You have a support contract with HashiCorp. This matters if you’re running Terraform at enterprise scale and need paid technical support for unusual issues.
You’re heavily invested in Terraform Cloud’s workflow. Cost estimation, state locking, team management, and run history all live in HCP Terraform. Migrating that to a self-hosted backend means losing some operational convenience.
You need the exact HashiCorp integration story. Terraform integrates more tightly with Vault, Consul, and other HashiCorp products. If your organization runs that stack, the integration is seamless.
When OpenTofu Is Clearly Better
Pick OpenTofu if you’re running Terraform OSS anyway and self-hosting state. You’re already handling team access control, state locking, and everything else yourself. OpenTofu adds variables in provider configs, provider-defined functions, and tighter loop syntax without asking for anything in return.
Pick OpenTofu if your organization has an open-source mandate. Using a Linux Foundation project instead of a vendor-licensed tool makes compliance simpler.
Pick OpenTofu if you care about governance and decision-making transparency. OpenTofu has a technical steering committee that includes independent contributors, not just the project creators. Decisions happen in the open. That matters for teams worried about a tool’s long-term direction.
Pick OpenTofu if you want faster iteration on features that matter to your use case. The Linux Foundation moves quicker on certain request types. Provider variables came through the community pressure. It worked.
Migration Timing
Here’s my honest take: if you’re on Terraform 1.4.x or earlier, you’re probably running the MPL version anyway. The fork didn’t affect you. But when you’re ready to upgrade, seriously consider jumping to OpenTofu. Your state is portable. Your modules work. You get all the infrastructure without the licensing conversation.

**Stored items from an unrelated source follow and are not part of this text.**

//! `filescope init`: Write a default config file.

use filescope_config::AppConfig;
use std::path::Path;

pub fn run(config_path: Option<&Path>) -> Result<(), Box<dyn std::error::Error>> {
    let path = config_path
        .map(Path::to_path_buf)
        .unwrap_or_else(|| AppConfig::config_dir().join("config.toml"));

    if write_default(&path)? {
        println!("Created {}", path.display());
        println!("Add an API key there or set FILESCOPE_API_KEY, then run `filescope select`.");
    } else {
        println!("Config already exists at {}; left untouched.", path.display());
    }
    Ok(())
}

/// Write the default config unless `path` exists. Returns whether it wrote.
fn write_default(path: &Path) -> Result<bool, std::io::Error> {
    if path.exists() {
        return Ok(false);
    }
    if let Some(parent) = path.parent() {
        std::fs::create_dir_all(parent)?;
    }
    std::fs::write(path, AppConfig::default_toml())?;
    Ok(true)
}

#[cfg(test)]
mod tests {
    use super::*;

    #[test]
    fn writes_once_and_loads_back() {
        let dir = tempfile::tempdir().unwrap();
        let path = dir.path().join("nested").join("config.toml");

        assert!(write_default(&path).unwrap());
        assert!(!write_default(&path).unwrap());

        let config = AppConfig::load_from(&path).unwrap();
        assert_eq!(config.selection.max_files, 5);
        assert_eq!(config.cache.ttl_secs, 1800);
    }
}
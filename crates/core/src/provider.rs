//! Provider trait: the abstraction over LLM backends.
//!
//! A Provider knows how to send a list of messages to an LLM and get a
//! complete text response back.
//!
//! Implementations: OpenAI-compatible endpoints (OpenAI, OpenRouter, Ollama, ...).

use crate::error::ProviderError;
use crate::message::Message;
use async_trait::async_trait;
use serde::{Deserialize, Serialize};

/// Configuration for a provider request.
#[derive(Debug, Clone, Serialize, Deserialize)]
pub struct ProviderRequest {
    /// The model to use (e.g., "anthropic/claude-sonnet-4", "gpt-4o-mini")
    pub model: String,

    /// The conversation messages
    pub messages: Vec<Message>,

    /// Temperature (0.0 = deterministic, 1.0 = creative)
    #[serde(default = "default_temperature")]
    pub temperature: f32,

    /// Maximum tokens to generate
    #[serde(default, skip_serializing_if = "Option::is_none")]
    pub max_tokens: Option<u32>,
}

fn default_temperature() -> f32 {
    0.0
}

/// A complete response from a provider.
#[derive(Debug, Clone, Serialize, Deserialize)]
pub struct ProviderResponse {
    /// The generated message
    pub message: Message,

    /// Token usage statistics
    pub usage: Option<Usage>,

    /// Which model actually responded (may differ from requested)
    pub model: String,
}

/// Token usage information.
#[derive(Debug, Clone, Copy, Default, Serialize, Deserialize)]
pub struct Usage {
    pub prompt_tokens: u32,
    pub completion_tokens: u32,
    pub total_tokens: u32,
}

/// The core Provider trait.
///
/// The selection capabilities call `complete()` without knowing which backend
/// is being used.
#[async_trait]
pub trait Provider: Send + Sync {
    /// A human-readable name for this provider (e.g., "openrouter").
    fn name(&self) -> &str;

    /// Send a request and get a complete response.
    async fn complete(&self, request: ProviderRequest) -> std::result::Result<ProviderResponse, ProviderError>;
}

#[cfg(test)]
mod tests {
    use super::*;

    struct EchoProvider;

    #[async_trait]
    impl Provider for EchoProvider {
        fn name(&self) -> &str {
            "echo"
        }

        async fn complete(&self, request: ProviderRequest) -> std::result::Result<ProviderResponse, ProviderError> {
            let last = request.messages.last().map(|m| m.text()).unwrap_or_default();
            Ok(ProviderResponse {
                message: Message::assistant(last),
                usage: None,
                model: request.model,
            })
        }
    }

    #[test]
    fn request_defaults_to_deterministic_temperature() {
        let req: ProviderRequest =
            serde_json::from_str(r#"{"model":"gpt-4o-mini","messages":[]}"#).unwrap();
        assert!(req.temperature.abs() < f32::EPSILON);
        assert!(req.max_tokens.is_none());
    }

    #[tokio::test]
    async fn echo_provider_completes() {
        let provider = EchoProvider;
        let response = provider
            .complete(ProviderRequest {
                model: "m".into(),
                messages: vec![Message::user("ping")],
                temperature: 0.0,
                max_tokens: None,
            })
            .await
            .unwrap();
        assert_eq!(response.message.text(), "ping");
    }
}
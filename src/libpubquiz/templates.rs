use crate::libpubquiz::error::Error;
use log::{debug, info};
use std::fs;
use std::io::ErrorKind;
use std::path::{Path, PathBuf};

pub const LATEX_HEADER: &str = "latex_header";
pub const BEAMER_HEADER: &str = "beamer_header";
pub const BEAMER_PREAMBLE: &str = "beamer_preamble";
pub const PICTURE_SLIDES: &str = "picture_slides";

pub const NAMES: [&str; 4] = [LATEX_HEADER, BEAMER_HEADER, BEAMER_PREAMBLE, PICTURE_SLIDES];

/// Boilerplate LaTeX blocks that the renderers copy into their output
/// without looking inside them.
#[derive(Debug, Clone, PartialEq)]
pub struct TemplateSet {
    latex_header: String,
    beamer_header: String,
    beamer_preamble: String,
    picture_slides: String,
}

impl TemplateSet {
    pub fn builtin() -> Self {
        TemplateSet {
            latex_header: include_str!("latex_templates/latex_header.tex").to_string(),
            beamer_header: include_str!("latex_templates/beamer_header.tex").to_string(),
            beamer_preamble: include_str!("latex_templates/beamer_preamble.tex").to_string(),
            picture_slides: include_str!("latex_templates/picture_slides.tex").to_string(),
        }
    }

    /// Templates from `dir/<name>.tex`, falling back to the built-in copy for
    /// every file that isn't there.
    pub fn load(dir: &Path) -> Result<Self, Error> {
        let mut templates = Self::builtin();
        for name in NAMES {
            let path = dir.join(format!("{}.tex", name));
            match fs::read_to_string(&path) {
                Ok(text) => {
                    info!("[Templates] Using {:?} for {}", path, name);
                    *templates.slot_mut(name) = text;
                }
                Err(err) if err.kind() == ErrorKind::NotFound => {
                    debug!("[Templates] No {:?}, using built-in {}", path, name);
                }
                Err(err) => return Err(err.into()),
            }
        }
        Ok(templates)
    }

    pub fn get(&self, name: &str) -> Option<&str> {
        match name {
            LATEX_HEADER => Some(&self.latex_header),
            BEAMER_HEADER => Some(&self.beamer_header),
            BEAMER_PREAMBLE => Some(&self.beamer_preamble),
            PICTURE_SLIDES => Some(&self.picture_slides),
            _ => None,
        }
    }

    fn slot_mut(&mut self, name: &str) -> &mut String {
        match name {
            LATEX_HEADER => &mut self.latex_header,
            BEAMER_HEADER => &mut self.beamer_header,
            BEAMER_PREAMBLE => &mut self.beamer_preamble,
            _ => &mut self.picture_slides,
        }
    }

    pub fn latex_header(&self) -> &str {
        &self.latex_header
    }

    pub fn beamer_header(&self) -> &str {
        &self.beamer_header
    }

    /// Writes this set's `name` block to `path` unless something is already
    /// there. Returns whether a file was written.
    pub fn ensure_fragment(&self, name: &str, path: &Path) -> Result<bool, Error> {
        if path.exists() {
            debug!("[Templates] {:?} already exists", path);
            return Ok(false);
        }
        let text = self
            .get(name)
            .ok_or_else(|| Error::UnknownTemplate(name.to_string()))?;
        fs::write(path, text)?;
        info!("[Templates] {:?} was missing, wrote the default {}", path, name);
        Ok(true)
    }
}

/// Where the slide deck expects its `\include`d fragments, relative to the
/// output directory.
pub fn slide_fragments(output_dir: &Path) -> [(&'static str, PathBuf); 2] {
    [
        (BEAMER_PREAMBLE, output_dir.join("preamble.tex")),
        (PICTURE_SLIDES, output_dir.join("picture_slides.tex")),
    ]
}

If you’re already on Terraform 1.5+ (BSL), you’re not locked in. The migration takes a day for most teams. Document your backend, test a non-critical environment, then roll it out to prod. The risk is lower than upgrading Terraform itself, which you probably do yearly anyway.
The fork was the right call from the community’s perspective. It preserved an open-source IaC tool at a moment when the commercial pressure threatened to kill it. Four years later, both tools are healthy. Terraform has its niche with HCP Terraform customers. OpenTofu serves everyone else.
Your team’s decision comes down to one question: do you need what Terraform Enterprise sells, or are you comfortable with open-source infrastructure and self-hosted state? If it’s the latter, OpenTofu is simply the better choice. Faster features, smaller governance footprint, and no licensing ambiguity.